The faculty fellows include Aaron Higgins, assistant professor of art, focusing on digital media; Robert Jackson, associate professor of English and a specialist in film and southern American literature; Benjamin Peters, assistant professor of communication and associate at the Berkman Center for Internet and Society at Harvard University; Tamara Piety, the Phyllis Hurley Frey Professor of Law at TU and a senior research scholar in law at Yale Law School; and Karl Pollin, associate professor of French and comparative literature.
They will be joined by two students: Hope Forsyth, a senior Presidential Scholar majoring in communication and media studies; and Kathryn Webb-DeStefano, a master’s student in English interested in the way women are depicted in theater and experimental film. The center also has named two public fellows: Wayne Greene, editorial page editor for the Tulsa World, where he writes a weekly column and blog; and Preston Smith, a computer scientist at Hewlett Packard, who is interested in helping others understand the concept of privacy within the information technology environment.
We hear about privacy constantly in the news and worry about it every time we send an email, share a digital photo or update a Facebook page. But what exactly do we mean by privacy? And how has the concept changed across time and between cultures? This is a question that only the humanities can fully answer and each of the center’s fellows will explore in distinct ways. Professor Higgins, for example, uses digital art to represent the experience of privacy in a world filled with cameras, while Professor Piety writes about how companies collect and use consumer data — often without our consent. And while Professor Jackson is interested in how society defines privacy as an individual good, Mr. Greene has been a staunch critic of government secrecy and the hazards it poses to our civic wellbeing. All of these topics and more will be debated during a seminar and the results shared in a series of public events that will take place this fall and spring.

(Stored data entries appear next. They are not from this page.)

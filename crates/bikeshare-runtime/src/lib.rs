//! Runtime orchestration layer for the bikeshare explorer.
//!
//! Runs the interactive session loop over the data and presentation layers.

pub mod pager;
pub mod session;

pub use bikeshare_core as core;
pub use bikeshare_data as data;
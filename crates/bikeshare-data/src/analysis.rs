//! The four read-only statistics passes run over a filtered [`TripTable`].
//!
//! The time, station and duration passes return `None` for an empty table so
//! callers can print a single "no trips" notice instead of empty modes or a NaN
//! mean. [`user_stats`] always returns, because which columns a city publishes
//! does not depend on how many rows survived the filter.

use bikeshare_core::models::{Availability, OptionalColumn};
use bikeshare_core::time_utils::weekday_name;
use chrono::Weekday;

use crate::aggregator::{first_mode, modes, most_common_pair, value_counts, PairCount, Summary};
use crate::table::TripTable;

/// Monday-first week, indexed by `Weekday::num_days_from_monday`.
const WEEK: [Weekday; 7] = [
    Weekday::Mon,
    Weekday::Tue,
    Weekday::Wed,
    Weekday::Thu,
    Weekday::Fri,
    Weekday::Sat,
    Weekday::Sun,
];

// ── Public types ──────────────────────────────────────────────────────────────

/// Most frequent times of travel.
#[derive(Debug, Clone, PartialEq)]
pub struct TimeStats {
    /// Month numbers (1–12) tied for most trips, ascending.
    pub popular_months: Vec<u32>,
    /// Weekdays tied for most trips, ordered by name.
    pub popular_weekdays: Vec<Weekday>,
    /// Start hour with the most trips; the earliest hour wins a tie.
    pub popular_hour: u32,
}

/// Most popular stations and trip.
#[derive(Debug, Clone, PartialEq)]
pub struct StationStats {
    pub popular_start_stations: Vec<String>,
    pub popular_end_stations: Vec<String>,
    pub popular_trip: PairCount,
}

/// Total and average trip duration, in seconds.
#[derive(Debug, Clone, Copy, PartialEq)]
pub struct DurationStats {
    pub total: f64,
    pub mean: f64,
    pub trip_count: usize,
}

/// Earliest, most recent and most common birth years.
#[derive(Debug, Clone, PartialEq)]
pub struct BirthYearStats {
    pub earliest: i32,
    pub most_recent: i32,
    pub most_common: Vec<i32>,
}

/// User demographics. A `None` count list means the city does not publish it.
#[derive(Debug, Clone, PartialEq)]
pub struct UserStats {
    pub trip_count: usize,
    pub user_types: Option<Vec<(String, usize)>>,
    pub genders: Option<Vec<(String, usize)>>,
    pub birth_year_column: Availability,
    /// `None` when the column is absent or every filtered cell is blank.
    pub birth_years: Option<BirthYearStats>,
}

// ── Public functions ──────────────────────────────────────────────────────────

pub fn time_stats(table: &TripTable) -> Option<TimeStats> {
    let records = table.records();
    let popular_hour = first_mode(records.iter().map(|r| r.hour()))?;

    let mut popular_weekdays: Vec<Weekday> =
        modes(records.iter().map(|r| r.weekday().num_days_from_monday()))
            .into_iter()
            .map(|i| WEEK[i as usize])
            .collect();
    popular_weekdays.sort_by_key(|day| weekday_name(*day));

    Some(TimeStats {
        popular_months: modes(records.iter().map(|r| r.month())),
        popular_weekdays,
        popular_hour,
    })
}

pub fn station_stats(table: &TripTable) -> Option<StationStats> {
    let records = table.records();
    let popular_trip = most_common_pair(
        records
            .iter()
            .map(|r| (r.start_station.as_str(), r.end_station.as_str())),
    )?;

    Some(StationStats {
        popular_start_stations: owned(modes(records.iter().map(|r| r.start_station.as_str()))),
        popular_end_stations: owned(modes(records.iter().map(|r| r.end_station.as_str()))),
        popular_trip,
    })
}

pub fn duration_stats(table: &TripTable) -> Option<DurationStats> {
    let summary = Summary::from_values(table.records().iter().map(|r| r.trip_duration));
    let mean = summary.mean()?;
    Some(DurationStats {
        total: summary.sum,
        mean,
        trip_count: summary.count,
    })
}

pub fn user_stats(table: &TripTable) -> UserStats {
    let records = table.records();

    let user_types = table
        .availability(OptionalColumn::UserType)
        .is_present()
        .then(|| owned_counts(value_counts(records.iter().filter_map(|r| r.user_type.as_deref()))));

    let genders = table
        .availability(OptionalColumn::Gender)
        .is_present()
        .then(|| owned_counts(value_counts(records.iter().filter_map(|r| r.gender.as_deref()))));

    let birth_year_column = table.availability(OptionalColumn::BirthYear);
    let birth_years = if birth_year_column.is_present() {
        birth_year_stats(records.iter().filter_map(|r| r.birth_year))
    } else {
        None
    };

    UserStats {
        trip_count: records.len(),
        user_types,
        genders,
        birth_year_column,
        birth_years,
    }
}

// ── Internal helpers ──────────────────────────────────────────────────────────

fn birth_year_stats(years: impl Iterator<Item = i32> + Clone) -> Option<BirthYearStats> {
    Some(BirthYearStats {
        earliest: years.clone().min()?,
        most_recent: years.clone().max()?,
        most_common: modes(years),
    })
}

fn owned(values: Vec<&str>) -> Vec<String> {
    values.into_iter().map(str::to_string).collect()
}

fn owned_counts(counts: Vec<(&str, usize)>) -> Vec<(String, usize)> {
    counts
        .into_iter()
        .map(|(value, n)| (value.to_string(), n))
        .collect()
}

// ── Tests ─────────────────────────────────────────────────────────────────────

The Oklahoma Center for the Humanities at The University of Tulsa was founded in early 2014 when an interested group of faculty and administrators gathered with the shared goal of developing a public think tank focused on enduring questions about history, identity, ethics, memory, art, music and literature. Sean Latham, Walter Endowed Chair of English and Comparative Literature at TU, was named the center’s founding director. Each year, the center will focus attention on a single topic designed to help us better understand what it means to be human.